(WHAT YOU NEED TO DO): What is needed here is every line of the records that includes "types".

(MATERIAL FOR THE TASK begins)

//! Token usage tracking types.

use serde::{Deserialize, Serialize};

/// Token counts reported by a backend for one agent turn.
#[derive(Debug, Clone, Copy, Serialize, Deserialize, Default, PartialEq, Eq)]
pub struct TokenUsage {
    pub input_tokens: u64,
    pub output_tokens: u64,
}

impl TokenUsage {
    pub fn new(input_tokens: u64, output_tokens: u64) -> Self {
        Self {
            input_tokens,
            output_tokens,
        }
    }

    /// Merge another usage into this one (accumulate).
    pub fn merge(&mut self, other: &TokenUsage) {
        self.input_tokens += other.input_tokens;
        self.output_tokens += other.output_tokens;
    }

    pub fn total(&self) -> u64 {
        self.input_tokens + self.output_tokens
    }

    pub fn is_zero(&self) -> bool {
        self.input_tokens == 0 && self.output_tokens == 0
    }
}

#[cfg(test)]
mod tests {
    use super::*;

    #[test]
    fn merge_accumulates_both_counters() {
        let mut usage = TokenUsage::new(10, 5);
        usage.merge(&TokenUsage::new(3, 7));
        assert_eq!(usage, TokenUsage::new(13, 12));
        assert_eq!(usage.total(), 25);
    }

    #[test]
    fn default_is_zero() {
        assert!(TokenUsage::default().is_zero());
        assert!(!TokenUsage::new(1, 0).is_zero());
    }
}
//! Ordered record of a session's exchanges.

use chrono::{DateTime, Utc};
use serde::{Deserialize, Serialize};

use crate::types::TokenUsage;

/// One completed send with its reply text and reported token usage.
#[derive(Debug, Clone, Serialize, Deserialize, PartialEq)]
pub struct Exchange {
    pub input: String,
    pub output: String,
    pub usage: TokenUsage,
    pub at: DateTime<Utc>,
}

/// Ordered history of a session's exchanges. Append-only during a session's
/// lifetime; dropped with it.
#[derive(Debug, Clone, Default)]
pub struct Transcript {
    entries: Vec<Exchange>,
}

impl Transcript {
    pub fn new() -> Self {
        Self::default()
    }

    pub fn push(&mut self, exchange: Exchange) {
        self.entries.push(exchange);
    }

    pub fn len(&self) -> usize {
        self.entries.len()
    }

    pub fn is_empty(&self) -> bool {
        self.entries.is_empty()
    }

    pub fn iter(&self) -> impl Iterator<Item = &Exchange> {
        self.entries.iter()
    }

    pub fn last(&self) -> Option<&Exchange> {
        self.entries.last()
    }

    pub fn clear(&mut self) {
        self.entries.clear();
    }
}

#[cfg(test)]
mod tests {
    use super::*;

    fn exchange(input: &str, output: &str) -> Exchange {
        Exchange {
            input: input.into(),
            output: output.into(),
            usage: TokenUsage::new(1, 1),
            at: Utc::now(),
        }
    }

    #[test]
    fn preserves_insertion_order() {
        let mut transcript = Transcript::new();
        assert!(transcript.is_empty());

        transcript.push(exchange("first", "a"));
        transcript.push(exchange("second", "b"));

        assert_eq!(transcript.len(), 2);
        let inputs: Vec<_> = transcript.iter().map(|e| e.input.as_str()).collect();
        assert_eq!(inputs, ["first", "second"]);
        assert_eq!(transcript.last().unwrap().output, "b");
    }

    #[test]
    fn clear_empties_the_record() {
        let mut transcript = Transcript::new();
        transcript.push(exchange("x", "y"));
        transcript.clear();
        assert!(transcript.is_empty());
    }
}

(MATERIAL FOR THE TASK ends)

(WRITTEN SOLUTION):
//! Token usage tracking types.
use crate::types::TokenUsage;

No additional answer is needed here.